■ **DIRECTIONS**: The required output is a number: how many lines of the data below include the string "info".

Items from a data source
= = = = = = =
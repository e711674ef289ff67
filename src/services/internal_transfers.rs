//! Warehouse-to-warehouse transfers: DRAFT -> WAITING -> READY -> DONE, or CANCELED.
//!
//! Nothing is reserved before validation; validation moves unreserved
//! source stock and writes a TRANSFER_OUT / TRANSFER_IN ledger pair per line.

use chrono::{DateTime, Utc};
use sea_orm::{
    ActiveModelTrait, ColumnTrait, ConnectionTrait, DatabaseConnection, DatabaseTransaction,
    EntityTrait, QueryFilter, QueryOrder, QuerySelect, Set, TransactionTrait,
};
use serde::{Deserialize, Serialize};
use serde_json::json;
use std::sync::Arc;
use tracing::{info, instrument};
use uuid::Uuid;
use validator::Validate;

use super::catalog::{require_active_warehouse, require_products};
use super::document_number::{self, DocumentPrefix};
use super::stock_movement::{self, LedgerEntry};
use super::{track_shortfall, validate_lines};
use crate::entities::audit_ledger::TransactionType;
use crate::entities::internal_transfer::{self, Entity as InternalTransfer, TransferStatus};
use crate::entities::internal_transfer_item::{self, Entity as InternalTransferItem};
use crate::errors::ServiceError;
use crate::events::{DocumentKind, Event, EventSender};
use crate::metrics;

const DOCUMENT: &str = "internal transfer";
const METRIC_LABEL: &str = "internal_transfer";

#[derive(Debug, Clone, Serialize, Deserialize, Validate)]
pub struct TransferItemInput {
    pub product_id: Uuid,
    #[validate(range(min = 1, message = "Quantity must be at least 1"))]
    pub quantity: i32,
}

#[derive(Debug, Clone, Serialize, Deserialize, Validate)]
pub struct CreateTransferInput {
    pub from_warehouse_id: Uuid,
    pub to_warehouse_id: Uuid,
    pub scheduled_date: Option<DateTime<Utc>>,
    pub notes: Option<String>,
    #[validate(length(min = 1, message = "Transfer must have at least one item"))]
    pub items: Vec<TransferItemInput>,
}

/// Fields left as `None` are kept; `items`, when given, replaces the whole set.
#[derive(Debug, Clone, Default, Serialize, Deserialize, Validate)]
pub struct UpdateTransferInput {
    pub from_warehouse_id: Option<Uuid>,
    pub to_warehouse_id: Option<Uuid>,
    pub scheduled_date: Option<DateTime<Utc>>,
    pub notes: Option<String>,
    #[validate(length(min = 1, message = "Transfer must have at least one item"))]
    pub items: Option<Vec<TransferItemInput>>,
}

#[derive(Debug, Clone, Serialize, Deserialize)]
pub struct TransferWithItems {
    #[serde(flatten)]
    pub transfer: internal_transfer::Model,
    pub items: Vec<internal_transfer_item::Model>,
}

fn ensure_distinct(from: Uuid, to: Uuid) -> Result<(), ServiceError> {
    if from == to {
        return Err(ServiceError::ValidationError(
            "Source and destination warehouses must differ".to_string(),
        ));
    }
    Ok(())
}

#[derive(Clone)]
pub struct InternalTransferService {
    db_pool: Arc<DatabaseConnection>,
    event_sender: Arc<EventSender>,
}

impl InternalTransferService {
    pub fn new(db_pool: Arc<DatabaseConnection>, event_sender: Arc<EventSender>) -> Self {
        Self {
            db_pool,
            event_sender,
        }
    }

    #[instrument(skip(self, input), fields(from = %input.from_warehouse_id, to = %input.to_warehouse_id))]
    pub async fn create(
        &self,
        input: CreateTransferInput,
        user_id: Uuid,
    ) -> Result<TransferWithItems, ServiceError> {
        input.validate()?;
        validate_lines(&input.items)?;
        ensure_distinct(input.from_warehouse_id, input.to_warehouse_id)?;

        let txn = self.db_pool.begin().await?;
        require_active_warehouse(&txn, input.from_warehouse_id).await?;
        require_active_warehouse(&txn, input.to_warehouse_id).await?;

        let now = Utc::now();
        let transfer = internal_transfer::ActiveModel {
            id: Set(Uuid::new_v4()),
            transfer_number: Set(document_number::generate(DocumentPrefix::InternalTransfer)),
            from_warehouse_id: Set(input.from_warehouse_id),
            to_warehouse_id: Set(input.to_warehouse_id),
            scheduled_date: Set(input.scheduled_date),
            status: Set(TransferStatus::Draft),
            created_by: Set(user_id),
            validated_by: Set(None),
            validated_at: Set(None),
            completed_date: Set(None),
            notes: Set(input.notes),
            created_at: Set(now),
            updated_at: Set(now),
        }
        .insert(&txn)
        .await?;

        let items = insert_items(&txn, transfer.id, &input.items).await?;
        txn.commit().await?;

        info!(
            transfer_id = %transfer.id,
            document_number = %transfer.transfer_number,
            items = items.len(),
            "Internal transfer created"
        );
        Ok(TransferWithItems { transfer, items })
    }

    #[instrument(skip(self, input))]
    pub async fn update(
        &self,
        id: Uuid,
        input: UpdateTransferInput,
    ) -> Result<TransferWithItems, ServiceError> {
        input.validate()?;
        if let Some(items) = &input.items {
            validate_lines(items)?;
        }

        let txn = self.db_pool.begin().await?;
        let transfer = lock_transfer(&txn, id).await?;
        if transfer.status != TransferStatus::Draft {
            return Err(ServiceError::invalid_transition(
                DOCUMENT,
                &transfer.transfer_number,
                "update",
                transfer.status,
            ));
        }

        let from = input.from_warehouse_id.unwrap_or(transfer.from_warehouse_id);
        let to = input.to_warehouse_id.unwrap_or(transfer.to_warehouse_id);
        ensure_distinct(from, to)?;
        if from != transfer.from_warehouse_id {
            require_active_warehouse(&txn, from).await?;
        }
        if to != transfer.to_warehouse_id {
            require_active_warehouse(&txn, to).await?;
        }

        let mut active: internal_transfer::ActiveModel = transfer.into();
        active.from_warehouse_id = Set(from);
        active.to_warehouse_id = Set(to);
        if let Some(scheduled_date) = input.scheduled_date {
            active.scheduled_date = Set(Some(scheduled_date));
        }
        if let Some(notes) = input.notes {
            active.notes = Set(Some(notes));
        }
        active.updated_at = Set(Utc::now());
        let transfer = active.update(&txn).await?;

        let items = match input.items {
            Some(new_items) => {
                InternalTransferItem::delete_many()
                    .filter(internal_transfer_item::Column::TransferId.eq(id))
                    .exec(&txn)
                    .await?;
                insert_items(&txn, id, &new_items).await?
            }
            None => load_items(&txn, id).await?,
        };
        txn.commit().await?;

        info!(document_number = %transfer.transfer_number, "Internal transfer updated");
        Ok(TransferWithItems { transfer, items })
    }

    /// Moves DRAFT -> WAITING -> READY. No stock effect.
    #[instrument(skip(self))]
    pub async fn advance(&self, id: Uuid) -> Result<internal_transfer::Model, ServiceError> {
        let txn = self.db_pool.begin().await?;
        let transfer = lock_transfer(&txn, id).await?;
        let next = transfer.status.next().ok_or_else(|| {
            ServiceError::invalid_transition(
                DOCUMENT,
                &transfer.transfer_number,
                "advance",
                transfer.status,
            )
        })?;

        let mut active: internal_transfer::ActiveModel = transfer.into();
        active.status = Set(next);
        active.updated_at = Set(Utc::now());
        let transfer = active.update(&txn).await?;
        txn.commit().await?;

        info!(document_number = %transfer.transfer_number, status = %transfer.status, "Internal transfer advanced");
        Ok(transfer)
    }

    /// Moves every line from source to destination.
    #[instrument(skip(self))]
    pub async fn validate(
        &self,
        id: Uuid,
        user_id: Uuid,
    ) -> Result<TransferWithItems, ServiceError> {
        let txn = self.db_pool.begin().await?;
        let transfer = lock_transfer(&txn, id).await?;
        if transfer.status.is_terminal() {
            return Err(ServiceError::invalid_transition(
                DOCUMENT,
                &transfer.transfer_number,
                "validate",
                transfer.status,
            ));
        }
        ensure_distinct(transfer.from_warehouse_id, transfer.to_warehouse_id)?;

        let items = load_items(&txn, id).await?;
        if items.is_empty() {
            return Err(ServiceError::BadRequest(format!(
                "Internal transfer {} has no items",
                transfer.transfer_number
            )));
        }

        for item in &items {
            let outbound = stock_movement::withdraw_unreserved(
                &txn,
                item.product_id,
                transfer.from_warehouse_id,
                item.quantity,
            )
            .await
            .map_err(track_shortfall("transfer_validate"))?;

            let inbound = stock_movement::apply_delta(
                &txn,
                item.product_id,
                transfer.to_warehouse_id,
                item.quantity,
                false,
            )
            .await?;

            let metadata = json!({
                "item_id": item.id,
                "from_warehouse_id": transfer.from_warehouse_id,
                "to_warehouse_id": transfer.to_warehouse_id,
            });

            stock_movement::record_ledger(
                &txn,
                LedgerEntry {
                    transaction_type: TransactionType::TransferOut,
                    document_id: transfer.id,
                    document_number: &transfer.transfer_number,
                    product_id: item.product_id,
                    warehouse_id: transfer.from_warehouse_id,
                    change: outbound,
                    user_id,
                    metadata: Some(metadata.clone()),
                },
            )
            .await?;

            stock_movement::record_ledger(
                &txn,
                LedgerEntry {
                    transaction_type: TransactionType::TransferIn,
                    document_id: transfer.id,
                    document_number: &transfer.transfer_number,
                    product_id: item.product_id,
                    warehouse_id: transfer.to_warehouse_id,
                    change: inbound,
                    user_id,
                    metadata: Some(metadata),
                },
            )
            .await?;
        }

        let now = Utc::now();
        let mut active: internal_transfer::ActiveModel = transfer.into();
        active.status = Set(TransferStatus::Done);
        active.validated_by = Set(Some(user_id));
        active.validated_at = Set(Some(now));
        active.completed_date = Set(Some(now));
        active.updated_at = Set(now);
        let transfer = active.update(&txn).await?;

        txn.commit().await?;
        metrics::record_validated(METRIC_LABEL);

        info!(
            document_number = %transfer.transfer_number,
            from = %transfer.from_warehouse_id,
            to = %transfer.to_warehouse_id,
            items = items.len(),
            "Internal transfer validated"
        );
        self.event_sender
            .send_or_log(Event::TransferValidated {
                transfer_id: transfer.id,
                transfer_number: transfer.transfer_number.clone(),
                from_warehouse_id: transfer.from_warehouse_id,
                to_warehouse_id: transfer.to_warehouse_id,
                product_ids: items.iter().map(|i| i.product_id).collect(),
                validated_at: now,
            });

        Ok(TransferWithItems { transfer, items })
    }

    #[instrument(skip(self))]
    pub async fn cancel(&self, id: Uuid) -> Result<internal_transfer::Model, ServiceError> {
        let txn = self.db_pool.begin().await?;
        let transfer = lock_transfer(&txn, id).await?;
        if transfer.status.is_terminal() {
            return Err(ServiceError::invalid_transition(
                DOCUMENT,
                &transfer.transfer_number,
                "cancel",
                transfer.status,
            ));
        }

        let mut active: internal_transfer::ActiveModel = transfer.into();
        active.status = Set(TransferStatus::Canceled);
        active.updated_at = Set(Utc::now());
        let transfer = active.update(&txn).await?;
        txn.commit().await?;
        metrics::record_cancelled(METRIC_LABEL);

        info!(document_number = %transfer.transfer_number, "Internal transfer cancelled");
        self.event_sender
            .send_or_log(Event::DocumentCancelled {
                kind: DocumentKind::InternalTransfer,
                document_id: transfer.id,
                document_number: transfer.transfer_number.clone(),
            });

        Ok(transfer)
    }

    pub async fn get(&self, id: Uuid) -> Result<TransferWithItems, ServiceError> {
        let db = &*self.db_pool;
        let transfer = InternalTransfer::find_by_id(id)
            .one(db)
            .await?
            .ok_or_else(|| ServiceError::NotFound(format!("Internal transfer {} not found", id)))?;
        let items = load_items(db, id).await?;
        Ok(TransferWithItems { transfer, items })
    }

    pub async fn list(
        &self,
        status: Option<TransferStatus>,
    ) -> Result<Vec<internal_transfer::Model>, ServiceError> {
        let mut query = InternalTransfer::find();
        if let Some(status) = status {
            query = query.filter(internal_transfer::Column::Status.eq(status));
        }
        Ok(query
            .order_by_desc(internal_transfer::Column::CreatedAt)
            .all(&*self.db_pool)
            .await?)
    }
}

async fn lock_transfer(
    txn: &DatabaseTransaction,
    id: Uuid,
) -> Result<internal_transfer::Model, ServiceError> {
    InternalTransfer::find_by_id(id)
        .lock_exclusive()
        .one(txn)
        .await?
        .ok_or_else(|| ServiceError::NotFound(format!("Internal transfer {} not found", id)))
}

async fn load_items<C>(
    conn: &C,
    transfer_id: Uuid,
) -> Result<Vec<internal_transfer_item::Model>, ServiceError>
where
    C: ConnectionTrait,
{
    Ok(InternalTransferItem::find()
        .filter(internal_transfer_item::Column::TransferId.eq(transfer_id))
        .order_by_asc(internal_transfer_item::Column::Position)
        .all(conn)
        .await?)
}

async fn insert_items(
    txn: &DatabaseTransaction,
    transfer_id: Uuid,
    lines: &[TransferItemInput],
) -> Result<Vec<internal_transfer_item::Model>, ServiceError> {
    let product_ids: Vec<Uuid> = lines.iter().map(|l| l.product_id).collect();
    require_products(txn, &product_ids).await?;

    let now = Utc::now();
    let mut items = Vec::with_capacity(lines.len());
    for (position, line) in lines.iter().enumerate() {
        let item = internal_transfer_item::ActiveModel {
            id: Set(Uuid::new_v4()),
            transfer_id: Set(transfer_id),
            product_id: Set(line.product_id),
            position: Set(position as i32),
            quantity: Set(line.quantity),
            created_at: Set(now),
        }
        .insert(txn)
        .await?;
        items.push(item);
    }
    Ok(items)
}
= = = = = = =
■ **EXPECTED ANSWER**: 6